Turns out the best tool for this part of the job is a decent length of 4 by 2, some borrowed muscle, and a certain amount of bravery. Once a couple of holes have been cut the old-fashioned way to be sure there’s nothing crucial above the ceiling (like the other side of the felt roof), the 4×2 really comes into its own:
To use the 4×2, aim for a gap between two joists and imagine you’re holding a caber. Launch it. The ceiling will come off far worse than the lump of wood you’re holding.

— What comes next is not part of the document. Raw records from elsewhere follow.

//! Practice content and submissions
//!
//! Vocabulary, writing, reading, listening, speaking and grammar exercises.

use super::resource_path;
use crate::envelope::ApiResponse;
use crate::gateway::Gateway;
use crate::transport::MultipartForm;
use serde::{Deserialize, Serialize};
use std::sync::Arc;

// =============================================================================
// DTOs
// =============================================================================

/// A vocabulary entry with the user's mastery of it
#[derive(Debug, Clone, Serialize, Deserialize, PartialEq)]
#[serde(rename_all = "camelCase")]
pub struct VocabularyWord {
    /// Word id
    pub id: String,
    /// The word in the target language
    pub word: String,
    /// Translation in the user's language
    pub translation: String,
    /// Phonetic transcription
    #[serde(default)]
    pub pronunciation: Option<String>,
    /// Example sentence
    #[serde(default)]
    pub example: Option<String>,
    /// CEFR level, e.g. `A2`
    #[serde(default)]
    pub level: String,
    /// Mastery from 0 to 100
    #[serde(default)]
    pub mastery: u8,
}

/// Outcome of reviewing a vocabulary word
#[derive(Debug, Clone, Default, Serialize, Deserialize, PartialEq)]
#[serde(rename_all = "camelCase", default)]
pub struct ReviewResult {
    /// Updated mastery from 0 to 100
    pub mastery: u8,
    /// Experience points awarded
    pub xp_earned: u32,
}

/// A writing exercise
#[derive(Debug, Clone, Serialize, Deserialize, PartialEq)]
#[serde(rename_all = "camelCase")]
pub struct WritingPrompt {
    /// Prompt id
    pub id: String,
    /// Short title
    pub title: String,
    /// Instructions shown to the learner
    pub prompt: String,
    /// CEFR level
    #[serde(default)]
    pub level: String,
    /// Minimum expected length
    #[serde(default)]
    pub min_words: Option<u32>,
}

/// A single suggested fix in a writing submission
#[derive(Debug, Clone, Serialize, Deserialize, PartialEq)]
#[serde(rename_all = "camelCase")]
pub struct Correction {
    /// Text as written
    pub original: String,
    /// Suggested replacement
    pub suggestion: String,
    /// Why the change is suggested
    #[serde(default)]
    pub explanation: String,
}

/// Evaluation of a writing submission
#[derive(Debug, Clone, Serialize, Deserialize, PartialEq)]
#[serde(rename_all = "camelCase")]
pub struct WritingFeedback {
    /// Score from 0 to 100
    pub score: u32,
    /// Overall comment
    #[serde(default)]
    pub feedback: String,
    /// Line-level corrections
    #[serde(default)]
    pub corrections: Vec<Correction>,
    /// Experience points awarded
    #[serde(default)]
    pub xp_earned: u32,
}

/// Reading passage summary
#[derive(Debug, Clone, Serialize, Deserialize, PartialEq)]
#[serde(rename_all = "camelCase")]
pub struct ReadingPassage {
    /// Passage id
    pub id: String,
    /// Title
    pub title: String,
    /// CEFR level
    #[serde(default)]
    pub level: String,
    /// Estimated reading time
    #[serde(default)]
    pub estimated_minutes: u32,
}

/// A comprehension question
#[derive(Debug, Clone, Serialize, Deserialize, PartialEq)]
#[serde(rename_all = "camelCase")]
pub struct Question {
    /// Question id
    pub id: String,
    /// Question text
    pub prompt: String,
    /// Choices for multiple-choice questions; empty for free text
    #[serde(default)]
    pub options: Vec<String>,
}

/// Full reading passage with its questions
#[derive(Debug, Clone, Serialize, Deserialize, PartialEq)]
#[serde(rename_all = "camelCase")]
pub struct ReadingPassageDetail {
    /// Passage id
    pub id: String,
    /// Title
    pub title: String,
    /// CEFR level
    #[serde(default)]
    pub level: String,
    /// Passage text
    pub content: String,
    /// Comprehension questions
    #[serde(default)]
    pub questions: Vec<Question>,
}

/// A listening exercise with its questions
#[derive(Debug, Clone, Serialize, Deserialize, PartialEq)]
#[serde(rename_all = "camelCase")]
pub struct ListeningExercise {
    /// Exercise id
    pub id: String,
    /// Title
    pub title: String,
    /// CEFR level
    #[serde(default)]
    pub level: String,
    /// Audio to play
    pub audio_url: String,
    /// Comprehension questions
    #[serde(default)]
    pub questions: Vec<Question>,
}

/// An answer to a comprehension question
#[derive(Debug, Clone, Serialize, Deserialize, PartialEq, Eq)]
#[serde(rename_all = "camelCase")]
pub struct Answer {
    /// Question being answered
    pub question_id: String,
    /// Selected option or free text
    pub answer: String,
}

impl Answer {
    /// Create an answer
    pub fn new(question_id: impl Into<String>, answer: impl Into<String>) -> Self {
        Self { question_id: question_id.into(), answer: answer.into() }
    }
}

/// Score for a set of answers
#[derive(Debug, Clone, Default, Serialize, Deserialize, PartialEq)]
#[serde(rename_all = "camelCase", default)]
pub struct ExerciseResult {
    /// Score from 0 to 100
    pub score: u32,
    /// Correct answers
    pub correct: u32,
    /// Questions answered
    pub total: u32,
    /// Experience points awarded
    pub xp_earned: u32,
}

/// A speaking exercise
#[derive(Debug, Clone, Serialize, Deserialize, PartialEq)]
#[serde(rename_all = "camelCase")]
pub struct SpeakingExercise {
    /// Exercise id
    pub id: String,
    /// What the learner is asked to say
    pub prompt: String,
    /// CEFR level
    #[serde(default)]
    pub level: String,
    /// Reference sentence, when the exercise is read-aloud
    #[serde(default)]
    pub expected_text: Option<String>,
}

/// A recorded answer to a speaking exercise
#[derive(Debug, Clone, PartialEq, Eq)]
pub struct SpeakingRecording {
    /// File name reported to the server
    pub file_name: String,
    /// e.g. `audio/m4a`
    pub mime_type: String,
    /// Encoded audio
    pub bytes: Vec<u8>,
}

/// Evaluation of a speaking submission
#[derive(Debug, Clone, Default, Serialize, Deserialize, PartialEq)]
#[serde(rename_all = "camelCase", default)]
pub struct SpeakingResult {
    /// Score from 0 to 100
    pub score: u32,
    /// What the server heard
    pub transcript: String,
    /// Pronunciation feedback
    pub feedback: String,
    /// Experience points awarded
    pub xp_earned: u32,
}

/// Grammar lesson summary
#[derive(Debug, Clone, Serialize, Deserialize, PartialEq)]
#[serde(rename_all = "camelCase")]
pub struct GrammarLesson {
    /// Lesson id
    pub id: String,
    /// Title
    pub title: String,
    /// CEFR level
    #[serde(default)]
    pub level: String,
    /// One-line summary
    #[serde(default)]
    pub summary: String,
}

/// Full grammar lesson
#[derive(Debug, Clone, Serialize, Deserialize, PartialEq)]
#[serde(rename_all = "camelCase")]
pub struct GrammarLessonDetail {
    /// Lesson id
    pub id: String,
    /// Title
    pub title: String,
    /// CEFR level
    #[serde(default)]
    pub level: String,
    /// Lesson body
    pub content: String,
    /// Example sentences
    #[serde(default)]
    pub examples: Vec<String>,
}

#[derive(Serialize)]
struct ReviewBody {
    correct: bool,
}

#[derive(Serialize)]
#[serde(rename_all = "camelCase")]
struct WritingSubmission<'a> {
    prompt_id: &'a str,
    text: &'a str,
}

#[derive(Serialize)]
struct AnswerSheet<'a> {
    answers: &'a [Answer],
}

// =============================================================================
// Endpoints
// =============================================================================

/// Practice content and submissions
#[derive(Debug, Clone)]
pub struct LearningApi {
    gateway: Arc<Gateway>,
}

impl LearningApi {
    /// Create the group over `gateway`
    pub fn new(gateway: Arc<Gateway>) -> Self {
        Self { gateway }
    }

    /// List vocabulary, optionally filtered by level
    pub async fn vocabulary(&self, level: Option<&str>) -> ApiResponse<Vec<VocabularyWord>> {
        match level {
            Some(level) => self.gateway.get("/vocabulary", &[("level", level)]).await,
            None => self.gateway.get("/vocabulary", &[]).await,
        }
    }

    /// Fetch one vocabulary word
    pub async fn vocabulary_word(&self, id: &str) -> ApiResponse<VocabularyWord> {
        self.gateway.get(&resource_path("/vocabulary", id), &[]).await
    }

    /// Record a review of a vocabulary word
    pub async fn review_word(&self, id: &str, correct: bool) -> ApiResponse<ReviewResult> {
        let path = format!("{}/review", resource_path("/vocabulary", id));
        self.gateway.post(&path, &ReviewBody { correct }).await
    }

    /// List writing prompts
    pub async fn writing_prompts(&self) -> ApiResponse<Vec<WritingPrompt>> {
        self.gateway.get("/writing/prompts", &[]).await
    }

    /// Submit text for a writing prompt
    pub async fn submit_writing(&self, prompt_id: &str, text: &str) -> ApiResponse<WritingFeedback> {
        self.gateway
            .post("/writing/submit", &WritingSubmission { prompt_id, text })
            .await
    }

    /// List reading passages
    pub async fn reading_passages(&self) -> ApiResponse<Vec<ReadingPassage>> {
        self.gateway.get("/reading/passages", &[]).await
    }

    /// Fetch a reading passage with its questions
    pub async fn reading_passage(&self, id: &str) -> ApiResponse<ReadingPassageDetail> {
        self.gateway.get(&resource_path("/reading/passages", id), &[]).await
    }

    /// Submit answers for a reading passage
    pub async fn submit_reading_answers(&self, id: &str, answers: &[Answer]) -> ApiResponse<ExerciseResult> {
        let path = format!("{}/answers", resource_path("/reading/passages", id));
        self.gateway.post(&path, &AnswerSheet { answers }).await
    }

    /// List listening exercises
    pub async fn listening_exercises(&self) -> ApiResponse<Vec<ListeningExercise>> {
        self.gateway.get("/listening/exercises", &[]).await
    }

    /// Submit answers for a listening exercise
    pub async fn submit_listening_answers(&self, id: &str, answers: &[Answer]) -> ApiResponse<ExerciseResult> {
        let path = format!("{}/answers", resource_path("/listening/exercises", id));
        self.gateway.post(&path, &AnswerSheet { answers }).await
    }

    /// List speaking exercises
    pub async fn speaking_exercises(&self) -> ApiResponse<Vec<SpeakingExercise>> {
        self.gateway.get("/speaking/exercises", &[]).await
    }

    /// Upload a recording for a speaking exercise
    pub async fn submit_speaking(&self, id: &str, recording: SpeakingRecording) -> ApiResponse<SpeakingResult> {
        let path = format!("{}/submit", resource_path("/speaking/exercises", id));
        let form = MultipartForm::new()
            .text("exerciseId", id)
            .file("audio", recording.file_name, recording.mime_type, recording.bytes);
        self.gateway.upload(&path, form).await
    }

    /// List grammar lessons
    pub async fn grammar_lessons(&self) -> ApiResponse<Vec<GrammarLesson>> {
        self.gateway.get("/grammar/lessons", &[]).await
    }

    /// Fetch a grammar lesson
    pub async fn grammar_lesson(&self, id: &str) -> ApiResponse<GrammarLessonDetail> {
        self.gateway.get(&resource_path("/grammar/lessons", id), &[]).await
    }
}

We found the mystery cable, but didn’t really solve the mystery it creates and in the process uncovered another bizarre installation. The local lighting circuit is mostly a spur system in that white junction box by the RSJ. The overhead supplies dive under the RSJ through the junction box to the light switch including a full 3-core feed, not the usual loop-in system used in the rest of the house (I am not sure how prevalent loop-in systems are in other countries, they’re sometimes called three-plate systems – but they’re very common in the UK).
It does at least explain why I could never reverse-engineer the setup from the ceiling roses alone, which had only half the cores in the fitting than expected throughout the room (it wasn’t even that the first fitting was looped in and being a supply for the others).
On the other hand, normalising everything to a loop-in system and removing that awful rats nest of TPE should be straightforward. Neutral isn’t required in that switch so that’s one less problem.
I couldn’t resist labelling the switch in its relocated position:
Unfortunately, as valuable as that exercise was, I still have to get to the bottom of the original mystery cable which is at varying points 6mm2, 2.5mm2 and 1.5mm2 with apparently no current limiter or switch separation. Time for a bit more 4 by 2…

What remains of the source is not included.